Twin study finds that gut microbiomes run in families
A genome-wide association analysis of over 1,000 twins in the UK supports that some parts of our microbiomes are inherited and shaped—not through a spread of microbes from parent to child, but through our genes. The results, revealing new examples of heritable bacterial species—including those related to diet preference, metabolism, and immune defense—appear May 11 in Cell Host & Microbe's special issue on the "Genetics and Epigenetics of Host-Microbe Interactions."
"We set out to find out about human genes that are implicated in the regulation of the gut microbiome, and we found some that are," says senior author Ruth Ley, an Associate Professor in the Department of Microbiology at Cornell University and the study's senior author. One connection they were able to make was between the LCT gene, which is involved in making the enzyme that helps the body digest dairy, and a type of microorganism called Bifidobacterium, which is commonly used in probiotics. They also found links between specific gut bacteria blood pressure and self/non-self recognition.
"Based on our research, we identified more than a dozen microbes with known links to health that are heritable," says Ley, also director of the Department of Microbiome Science at the Max Planck Institute for Developmental Biology in Tübingen, Germany. "These microorganisms are environmentally acquired, but the genome also plays a part—by determining which microorganisms are more dominant than others."
The investigators analyzed the gut microbiomes of 1,126 pairs of twins who were part of the TwinsUK Study. This multiyear research effort, which includes a total of 12,000 twins, is looking at a number of diseases and conditions. By including data from both identical and fraternal twins who were raised together, the study seeks to account for both environmental and genetic contributions.
The twins in the current study had already had their genomes analyzed, and 1.3 million small genetic variations (also known as single-nucleotide polymorphisms or SNPs) were known for each participant. The investigators used the genome-wide association approach to look for connections between genetic variations between twin pairs and certain bacterial types that were present and stable in the study subjects.

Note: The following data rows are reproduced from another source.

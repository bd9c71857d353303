//! Typed scalar values and the arithmetic defined over them.
//!
//! A [`Value`] is a raw bit pattern tagged with its [`ScalarType`]. Integers and
//! floats share the same representation, which makes bit casts free and keeps
//! the transforms of the encryption engine independent of the element kind.
//!
//! [`BinaryOp::fold`] is the only implementation of IR arithmetic: the
//! [`Evaluator`](crate::ir::Evaluator) executes binary operations through it and
//! operation promotion folds constant operations through it, so both always agree.

use std::fmt;

use crate::{
    ir::ScalarType,
    utils::{rotate_left, rotate_right, width_mask},
    Error, Result,
};

/// A typed scalar value.
///
/// The stored bits are always masked to the width of the type.
#[derive(Debug, Clone, Copy, PartialEq, Eq, Hash)]
pub struct Value {
    ty: ScalarType,
    bits: u64,
}

impl Value {
    /// Creates a value from a raw bit pattern, truncating it to the type's width.
    #[must_use]
    pub fn new(ty: ScalarType, bits: u64) -> Self {
        Self {
            ty,
            bits: bits & width_mask(ty.bits()),
        }
    }

    /// Creates an 8-bit integer value.
    #[must_use]
    #[allow(clippy::cast_sign_loss)]
    pub fn i8(value: i8) -> Self {
        Self::new(ScalarType::I8, u64::from(value as u8))
    }

    /// Creates a 16-bit integer value.
    #[must_use]
    #[allow(clippy::cast_sign_loss)]
    pub fn i16(value: i16) -> Self {
        Self::new(ScalarType::I16, u64::from(value as u16))
    }

    /// Creates a 32-bit integer value.
    #[must_use]
    #[allow(clippy::cast_sign_loss)]
    pub fn i32(value: i32) -> Self {
        Self::new(ScalarType::I32, u64::from(value as u32))
    }

    /// Creates a 64-bit integer value.
    #[must_use]
    #[allow(clippy::cast_sign_loss)]
    pub fn i64(value: i64) -> Self {
        Self::new(ScalarType::I64, value as u64)
    }

    /// Creates a single precision float value.
    #[must_use]
    pub fn f32(value: f32) -> Self {
        Self::new(ScalarType::F32, u64::from(value.to_bits()))
    }

    /// Creates a double precision float value.
    #[must_use]
    pub fn f64(value: f64) -> Self {
        Self::new(ScalarType::F64, value.to_bits())
    }

    /// Decodes a value from little-endian bytes.
    ///
    /// # Errors
    ///
    /// Returns [`Error::Malformed`] if `bytes` is not exactly the type's byte size, or
    /// the type is wider than 64 bits.
    pub fn from_le_bytes(ty: ScalarType, bytes: &[u8]) -> Result<Self> {
        if ty.bits() > 64 || bytes.len() != ty.byte_size() {
            return Err(malformed_error!(
                "cannot decode {} bytes as {}",
                bytes.len(),
                ty
            ));
        }

        let mut buffer = [0u8; 8];
        buffer[..bytes.len()].copy_from_slice(bytes);
        Ok(Self::new(ty, u64::from_le_bytes(buffer)))
    }

    /// Encodes the value as little-endian bytes of the type's byte size.
    #[must_use]
    pub fn to_le_bytes(self) -> Vec<u8> {
        let size = self.ty.byte_size().min(8);
        self.bits.to_le_bytes()[..size].to_vec()
    }

    /// Returns the type of this value.
    #[must_use]
    pub const fn ty(self) -> ScalarType {
        self.ty
    }

    /// Returns the raw bit pattern.
    #[must_use]
    pub const fn bits(self) -> u64 {
        self.bits
    }

    /// Returns the value reinterpreted as another type of the same width.
    ///
    /// # Errors
    ///
    /// Returns [`Error::Evaluation`] if the widths differ.
    pub fn bitcast(self, to: ScalarType) -> Result<Self> {
        if to.bits() != self.ty.bits() {
            return Err(Error::Evaluation(format!(
                "bitcast from {} to {} changes width",
                self.ty, to
            )));
        }
        Ok(Self::new(to, self.bits))
    }

    /// Returns the integer value truncated or zero-extended to another integer type.
    ///
    /// # Errors
    ///
    /// Returns [`Error::Evaluation`] if either side is a float type.
    pub fn resize(self, to: ScalarType) -> Result<Self> {
        if self.ty.is_float() || to.is_float() {
            return Err(Error::Evaluation(format!(
                "resize from {} to {} requires integer types",
                self.ty, to
            )));
        }
        Ok(Self::new(to, self.bits))
    }

    /// Interprets the bits as an `f32`, if the type is single precision.
    #[must_use]
    #[allow(clippy::cast_possible_truncation)]
    pub fn as_f32(self) -> Option<f32> {
        (self.ty == ScalarType::F32).then(|| f32::from_bits(self.bits as u32))
    }

    /// Interprets the bits as an `f64`, if the type is double precision.
    #[must_use]
    pub fn as_f64(self) -> Option<f64> {
        (self.ty == ScalarType::F64).then(|| f64::from_bits(self.bits))
    }

    /// Returns the bits sign-extended from the type's width.
    #[must_use]
    #[allow(clippy::cast_possible_wrap)]
    pub fn as_i64(self) -> i64 {
        let bits = self.ty.bits();
        if bits == 0 || bits >= 64 {
            return self.bits as i64;
        }
        let shift = 64 - bits;
        ((self.bits << shift) as i64) >> shift
    }
}

impl fmt::Display for Value {
    fn fmt(&self, f: &mut fmt::Formatter<'_>) -> fmt::Result {
        if let Some(value) = self.as_f32() {
            return write!(f, "{}:{value}", self.ty);
        }
        if let Some(value) = self.as_f64() {
            return write!(f, "{}:{value}", self.ty);
        }
        write!(f, "{}:{:#x}", self.ty, self.bits)
    }
}

/// Binary operations of the IR.
#[derive(Debug, Clone, Copy, PartialEq, Eq, Hash)]
pub enum BinaryOp {
    /// Wrapping integer addition.
    Add,
    /// Wrapping integer subtraction.
    Sub,
    /// Wrapping integer multiplication.
    Mul,
    /// Bitwise exclusive or.
    Xor,
    /// Bitwise and.
    And,
    /// Bitwise or.
    Or,
    /// Shift left; the amount is taken modulo the width.
    Shl,
    /// Logical shift right; the amount is taken modulo the width.
    LShr,
    /// Rotate left within the type's width.
    RotL,
    /// Rotate right within the type's width.
    RotR,
    /// Floating point addition.
    FAdd,
    /// Floating point subtraction.
    FSub,
    /// Floating point multiplication.
    FMul,
}

impl BinaryOp {
    /// Returns the mnemonic used when displaying instructions.
    #[must_use]
    pub const fn mnemonic(self) -> &'static str {
        match self {
            Self::Add => "add",
            Self::Sub => "sub",
            Self::Mul => "mul",
            Self::Xor => "xor",
            Self::And => "and",
            Self::Or => "or",
            Self::Shl => "shl",
            Self::LShr => "lshr",
            Self::RotL => "rotl",
            Self::RotR => "rotr",
            Self::FAdd => "fadd",
            Self::FSub => "fsub",
            Self::FMul => "fmul",
        }
    }

    /// Returns `true` for the floating point operations.
    #[must_use]
    pub const fn is_float(self) -> bool {
        matches!(self, Self::FAdd | Self::FSub | Self::FMul)
    }

    /// Computes `left op right`.
    ///
    /// Both operands must share the same type. Integer operations require integer
    /// operands and floating point operations require float operands.
    ///
    /// # Errors
    ///
    /// Returns [`Error::Evaluation`] on operand type mismatches or unsupported widths.
    #[allow(clippy::cast_possible_truncation)]
    pub fn fold(self, left: Value, right: Value) -> Result<Value> {
        if left.ty != right.ty {
            return Err(Error::Evaluation(format!(
                "{} operands differ in type: {} vs {}",
                self.mnemonic(),
                left.ty,
                right.ty
            )));
        }

        let ty = left.ty;
        if self.is_float() != ty.is_float() {
            return Err(Error::Evaluation(format!(
                "{} is not defined for {}",
                self.mnemonic(),
                ty
            )));
        }

        let bits = ty.bits();
        let (l, r) = (left.bits, right.bits);
        let result = match self {
            Self::Add => l.wrapping_add(r),
            Self::Sub => l.wrapping_sub(r),
            Self::Mul => l.wrapping_mul(r),
            Self::Xor => l ^ r,
            Self::And => l & r,
            Self::Or => l | r,
            Self::Shl => l.wrapping_shl((r % u64::from(bits.max(1))) as u32),
            Self::LShr => l.wrapping_shr((r % u64::from(bits.max(1))) as u32),
            Self::RotL => rotate_left(l, (r % u64::from(bits.max(1))) as u32, bits),
            Self::RotR => rotate_right(l, (r % u64::from(bits.max(1))) as u32, bits),
            Self::FAdd | Self::FSub | Self::FMul => return Self::fold_float(self, left, right),
        };

        Ok(Value::new(ty, result))
    }

    fn fold_float(self, left: Value, right: Value) -> Result<Value> {
        if let (Some(l), Some(r)) = (left.as_f32(), right.as_f32()) {
            let result = match self {
                Self::FAdd => l + r,
                Self::FSub => l - r,
                _ => l * r,
            };
            return Ok(Value::f32(result));
        }

        if let (Some(l), Some(r)) = (left.as_f64(), right.as_f64()) {
            let result = match self {
                Self::FAdd => l + r,
                Self::FSub => l - r,
                _ => l * r,
            };
            return Ok(Value::f64(result));
        }

        Err(Error::Evaluation(format!(
            "{} is not supported for {}",
            self.mnemonic(),
            left.ty
        )))
    }
}

impl fmt::Display for BinaryOp {
    fn fmt(&self, f: &mut fmt::Formatter<'_>) -> fmt::Result {
        f.write_str(self.mnemonic())
    }
}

"The overall numbers in this study were still small for genome-wide association analysis, but they help validate some of the findings we've seen in smaller studies," Ley says. The analysis confirmed earlier findings that several other types of bacteria are also heritable, but specific genes connected to those differences were not found. "This type of study opens up many questions but doesn't give us a lot of answers yet," Ley says. "It gives us lots of ideas to study."